-- INPUT MATERIAL follows --

//! The enumeration pipeline: extensions, layers, context, devices.
//!
//! All functions are synchronous, blocking, and driver-order preserving.
//! A failed query aborts the run; there is no retry and no partial report.

use tracing::debug;
use vkscope_report::{CapabilityExtension, DeviceDescriptor, LayerDescriptor};

use crate::driver::{two_phase, CapabilityDriver, DriverContext};
use crate::{ProbeError, QueryScope};

/// List the capability extensions of one scope.
///
/// `None` queries the global platform extensions; a layer name queries the
/// extensions that layer exposes. An empty result is normal, never an error.
pub fn list_extensions(
    driver: &dyn CapabilityDriver,
    scope: Option<&str>,
) -> Result<Vec<CapabilityExtension>, ProbeError> {
    two_phase(|| driver.extension_count(scope), |n| driver.extension_fill(scope, n)).map_err(
        |status| ProbeError::DriverQuery { scope: QueryScope::extensions(scope), status },
    )
}

/// Enumerate installed instance layers and attach each layer's own extension
/// set immediately after discovery.
///
/// One synchronous extension round trip per layer; zero layers is a normal
/// terminal state. Order matches the driver's reported order.
pub fn enumerate_layers(
    driver: &dyn CapabilityDriver,
) -> Result<Vec<LayerDescriptor>, ProbeError> {
    let records = two_phase(|| driver.layer_count(), |n| driver.layer_fill(n))
        .map_err(|status| ProbeError::DriverQuery { scope: QueryScope::Layers, status })?;

    let mut layers = Vec::with_capacity(records.len());
    for record in records {
        let extensions = list_extensions(driver, Some(&record.name))?;
        debug!("layer {} exposes {} extension(s)", record.name, extensions.len());
        layers.push(LayerDescriptor {
            name: record.name,
            description: record.description,
            spec_version: record.spec_version,
            implementation_version: record.implementation_version,
            extensions,
        });
    }
    Ok(layers)
}

/// Create the driver context with the given layers activated.
///
/// Failure is fatal to the whole run; no fallback context is attempted.
pub fn create_context(
    driver: &dyn CapabilityDriver,
    enabled_layers: &[String],
) -> Result<Box<dyn DriverContext>, ProbeError> {
    debug!("creating driver context with {} enabled layer(s)", enabled_layers.len());
    driver
        .create_context(enabled_layers)
        .map_err(|status| ProbeError::ContextCreation { status })
}

/// Enumerate physical devices and, for each, its identity, memory, and queue
/// family properties.
///
/// The three per-device queries are independent; they are issued in a fixed
/// order here, one device at a time. Zero devices is valid and yields an
/// empty sequence.
pub fn enumerate_devices(
    ctx: &dyn DriverContext,
) -> Result<Vec<DeviceDescriptor>, ProbeError> {
    let handles = two_phase(|| ctx.device_count(), |n| ctx.device_fill(n))
        .map_err(|status| ProbeError::DriverQuery { scope: QueryScope::Devices, status })?;

    let mut devices = Vec::with_capacity(handles.len());
    for handle in handles {
        let identity = ctx.device_identity(handle).map_err(|status| ProbeError::DriverQuery {
            scope: QueryScope::DeviceIdentity,
            status,
        })?;
        let memory = ctx.device_memory(handle).map_err(|status| ProbeError::DriverQuery {
            scope: QueryScope::DeviceMemory,
            status,
        })?;
        let queue_families = two_phase(
            || ctx.queue_family_count(handle),
            |n| ctx.queue_family_fill(handle, n),
        )
        .map_err(|status| ProbeError::DriverQuery { scope: QueryScope::QueueFamilies, status })?;

        debug!("device {} has {} queue familie(s)", identity.name, queue_families.len());
        devices.push(DeviceDescriptor { handle, identity, memory, queue_families });
    }
    Ok(devices)
}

-- INPUT MATERIAL concluded --

▸ **WORK REQUIRED**
Report how many lines in the material contain "order". Write the number and stop.

▸ **THE ANSWER**
3